LtC: Where do you perceive the field of Educational Change is going? What excites you about Educational Change now and in the future?

I prefer not to speculate on where the field of Educational Change is going but can comment on what excites me and where I hope the field might be heading. One hope is that CCBR will gain increasing legitimacy but in ways that resist shallow inclusion into academia. Scholarship that aims to produce knowledge that is answerable to those with most at stake, that values humanizing processes in addition to products, that is committed to a radical reflexivity is needed now more than ever. Engaged scholars like Sheeva Sabati, Emily Borg, Chrissy Hernandez, Saugher Nojan, Farima Pour-Khorshid, George Lipsitz, Diane Fujino, and Ron Glass are doing impactful work in this area. These scholars understand CCBR as a valuable methodology for producing rigorous and relevant scholarship and insist on CCBR’s foundational political commitments to intervene in the cultural and material contexts of injustice.

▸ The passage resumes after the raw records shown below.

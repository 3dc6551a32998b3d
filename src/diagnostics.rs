//! Severity-tagged diagnostics collected across an operation.
//!
//! Graph nodes, builders, and the context entry points all report problems
//! as [`Diagnostic`] values rather than returning early, so a single run
//! can surface every warning and error it found. Callers must treat
//! [`Diagnostics::has_errors`] as a hard stop before consuming the result
//! of the stage that produced them.
//!
//! Two severities exist: [`Severity::Warning`] is reported and non-fatal;
//! [`Severity::Error`] prevents the next stage from running. Diagnostics
//! worded via [`Diagnostic::bug`] describe caller-contract violations or
//! internal invariant breaks that a well-behaved caller can never trigger.

use serde::{Deserialize, Serialize};
use std::fmt;

/// How severe a diagnostic is.
#[derive(Clone, Copy, Debug, PartialEq, Eq, Serialize, Deserialize)]
pub enum Severity {
    /// Reported to the user but does not prevent further stages.
    Warning,
    /// Prevents callers from proceeding to the next stage.
    Error,
}

impl fmt::Display for Severity {
    fn fmt(&self, f: &mut fmt::Formatter<'_>) -> fmt::Result {
        match self {
            Severity::Warning => write!(f, "warning"),
            Severity::Error => write!(f, "error"),
        }
    }
}

/// A single problem report with a short summary and a longer detail.
#[derive(Clone, Debug, PartialEq, Eq, Serialize, Deserialize)]
pub struct Diagnostic {
    pub severity: Severity,
    pub summary: String,
    pub detail: String,
}

impl Diagnostic {
    /// An error diagnostic describing a user-correctable problem.
    pub fn error(summary: impl Into<String>, detail: impl Into<String>) -> Self {
        Self {
            severity: Severity::Error,
            summary: summary.into(),
            detail: detail.into(),
        }
    }

    /// A non-fatal warning.
    pub fn warning(summary: impl Into<String>, detail: impl Into<String>) -> Self {
        Self {
            severity: Severity::Warning,
            summary: summary.into(),
            detail: detail.into(),
        }
    }

    /// An error describing a broken caller contract or internal invariant.
    ///
    /// The wording marks the problem as a defect in the calling layer or in
    /// this engine, not a mistake the end user made.
    pub fn bug(summary: impl Into<String>, detail: impl Into<String>) -> Self {
        Self {
            severity: Severity::Error,
            summary: summary.into(),
            detail: format!("{} This is a bug in stategraph or its caller.", detail.into()),
        }
    }

    /// Returns `true` for error-severity diagnostics.
    #[must_use]
    pub fn is_error(&self) -> bool {
        self.severity == Severity::Error
    }
}

impl fmt::Display for Diagnostic {
    fn fmt(&self, f: &mut fmt::Formatter<'_>) -> fmt::Result {
        write!(f, "{}: {}: {}", self.severity, self.summary, self.detail)
    }
}

/// An ordered collection of diagnostics accumulated across one operation.
#[derive(Clone, Debug, Default, PartialEq, Eq, Serialize, Deserialize)]
pub struct Diagnostics(Vec<Diagnostic>);

impl Diagnostics {
    #[must_use]
    pub fn new() -> Self {
        Self::default()
    }

    /// Append one diagnostic.
    pub fn append(&mut self, diag: Diagnostic) {
        self.0.push(diag);
    }

    /// Append every diagnostic from another collection.
    pub fn extend(&mut self, other: Diagnostics) {
        self.0.extend(other.0);
    }

    /// Whether any error-severity diagnostic is present.
    ///
    /// Callers must treat `true` as a hard stop for the next stage.
    #[must_use]
    pub fn has_errors(&self) -> bool {
        self.0.iter().any(Diagnostic::is_error)
    }

    #[must_use]
    pub fn is_empty(&self) -> bool {
        self.0.is_empty()
    }

    #[must_use]
    pub fn len(&self) -> usize {
        self.0.len()
    }

    pub fn iter(&self) -> std::slice::Iter<'_, Diagnostic> {
        self.0.iter()
    }

    /// Diagnostics of error severity only.
    pub fn errors(&self) -> impl Iterator<Item = &Diagnostic> {
        self.0.iter().filter(|d| d.is_error())
    }

    /// Diagnostics of warning severity only.
    pub fn warnings(&self) -> impl Iterator<Item = &Diagnostic> {
        self.0.iter().filter(|d| !d.is_error())
    }
}

impl IntoIterator for Diagnostics {
    type Item = Diagnostic;
    type IntoIter = std::vec::IntoIter<Diagnostic>;

    fn into_iter(self) -> Self::IntoIter {
        self.0.into_iter()
    }
}

impl FromIterator<Diagnostic> for Diagnostics {
    fn from_iter<T: IntoIterator<Item = Diagnostic>>(iter: T) -> Self {
        Self(iter.into_iter().collect())
    }
}

impl From<Diagnostic> for Diagnostics {
    fn from(diag: Diagnostic) -> Self {
        Self(vec![diag])
    }
}
//! Expression evaluation contexts and scopes.
//!
//! The engine does not define an expression grammar; it exposes a narrow
//! "evaluation scope" capability instead. During a walk the
//! [`GraphWalker`](crate::graph::GraphWalker) creates one [`EvalContext`]
//! per module instance path and caches it for the life of the walk; a
//! [`Scope`] is the short-lived, read-only view handed to callers (and to
//! output nodes) for resolving references against the currently visible
//! state.

use parking_lot::RwLock;
use rustc_hash::FxHashMap;
use serde_json::Value;
use std::sync::Arc;

use crate::addrs::{AbsResource, InstanceKey, ModuleInstance};
use crate::state::SyncState;
use crate::vars::InputValues;

/// The per-module-path evaluation context cached by a walker.
///
/// Cloning shares the context; output values recorded through one clone
/// are visible through all of them.
#[derive(Clone, Debug)]
pub struct EvalContext {
    module: ModuleInstance,
    state: SyncState,
    variables: InputValues,
    outputs: Arc<RwLock<FxHashMap<String, Value>>>,
}

impl EvalContext {
    #[must_use]
    pub fn new(module: ModuleInstance, state: SyncState, variables: InputValues) -> Self {
        Self {
            module,
            state,
            variables,
            outputs: Arc::new(RwLock::new(FxHashMap::default())),
        }
    }

    #[must_use]
    pub fn module(&self) -> &ModuleInstance {
        &self.module
    }

    /// Record a resolved output value for this module.
    pub fn set_output(&self, name: impl Into<String>, value: Value) {
        self.outputs.write().insert(name.into(), value);
    }

    /// A read-only scope over whatever this context can currently see.
    #[must_use]
    pub fn evaluation_scope(&self) -> Scope {
        Scope {
            module: self.module.clone(),
            state: self.state.clone(),
            variables: self.variables.clone(),
            outputs: self.outputs.clone(),
        }
    }
}

/// A read-only view bound to one module instance path, resolving
/// references against the state and variables visible at the end of the
/// walk that produced it. Resolution is best-effort: an unknown reference
/// is `None`, never an error.
#[derive(Clone, Debug)]
pub struct Scope {
    module: ModuleInstance,
    state: SyncState,
    variables: InputValues,
    outputs: Arc<RwLock<FxHashMap<String, Value>>>,
}

impl Scope {
    #[must_use]
    pub fn module(&self) -> &ModuleInstance {
        &self.module
    }

    /// Resolve a reference string against this scope.
    ///
    /// Supported forms: `var.NAME`, `output.NAME`, and resource instance
    /// references `TYPE.NAME`, `TYPE.NAME[N]`, or `TYPE.NAME["K"]`.
    #[must_use]
    pub fn resolve(&self, reference: &str) -> Option<Value> {
        if let Some(name) = reference.strip_prefix("var.") {
            return self.variables.get(name).map(|v| v.value.clone());
        }
        if let Some(name) = reference.strip_prefix("output.") {
            return self.outputs.read().get(name).cloned();
        }
        self.resolve_resource(reference)
    }

    fn resolve_resource(&self, reference: &str) -> Option<Value> {
        let (addr_part, key) = match reference.find('[') {
            Some(open) => {
                // The closing bracket must come after the opening one;
                // anything else is not an instance reference.
                let close = open + reference[open..].rfind(']')?;
                let key_text = &reference[open + 1..close];
                let key = if let Ok(n) = key_text.parse::<u64>() {
                    InstanceKey::Int(n)
                } else {
                    InstanceKey::Str(key_text.trim_matches('"').to_string())
                };
                (&reference[..open], key)
            }
            None => (reference, InstanceKey::NoKey),
        };

        let (type_name, name) = addr_part.split_once('.')?;
        let resource = AbsResource::new(self.module.clone(), type_name, name);
        self.state
            .resource_instance(&resource.instance(key))
            .map(|object| object.value)
    }
}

Another direction that I hope to see more of in Educational Change scholarship are studies that take seriously the lessons of past and unfolding social movements. Skeptics might comprehend this direction of inquiry as impractical or even impossible amid a global pandemic that has exhausted our school leaders and educators. But it is precisely this exhaustion that speaks to a need for something other than individual models of heroic leadership. In their analysis of the common activist statement, “I’m exhausted,” Emejulu and Bassel (2020) examine the social structures that demand exhaustion and exact a toll on the minds and bodies of women of color (p. 402). One social structure pertains to a patterned refusal to take women of color’sinsights seriously. Activists are exhausted because we keep rehearsing old missteps and mistakes. We continue to insist that we can build futures premised on the oppression of others or remain fearful of our differences instead of leveraging them as sources of collective strength (c.f., Hernandez et al., in press; Surviving Society, 2021). Education research that engages past and present movements can help us reach beyond this exhausting normal. I hope to continue to be a part of conversations that animate these important insights and build toward more humanizing and liberatory educational spaces.

The LtC series is produced by the Educational Change Special Interest Group of the American Educational Research AssociationJennie Weiner, Chair; Olga O. Fellus, Program Chair; Corinne Brion, Secretary/Treasurer; Alexandra Lamb, Series Editor; Cynthia Wise, Social Media Coordinator. A pdf of the fully formatted interview is available on the LtC website.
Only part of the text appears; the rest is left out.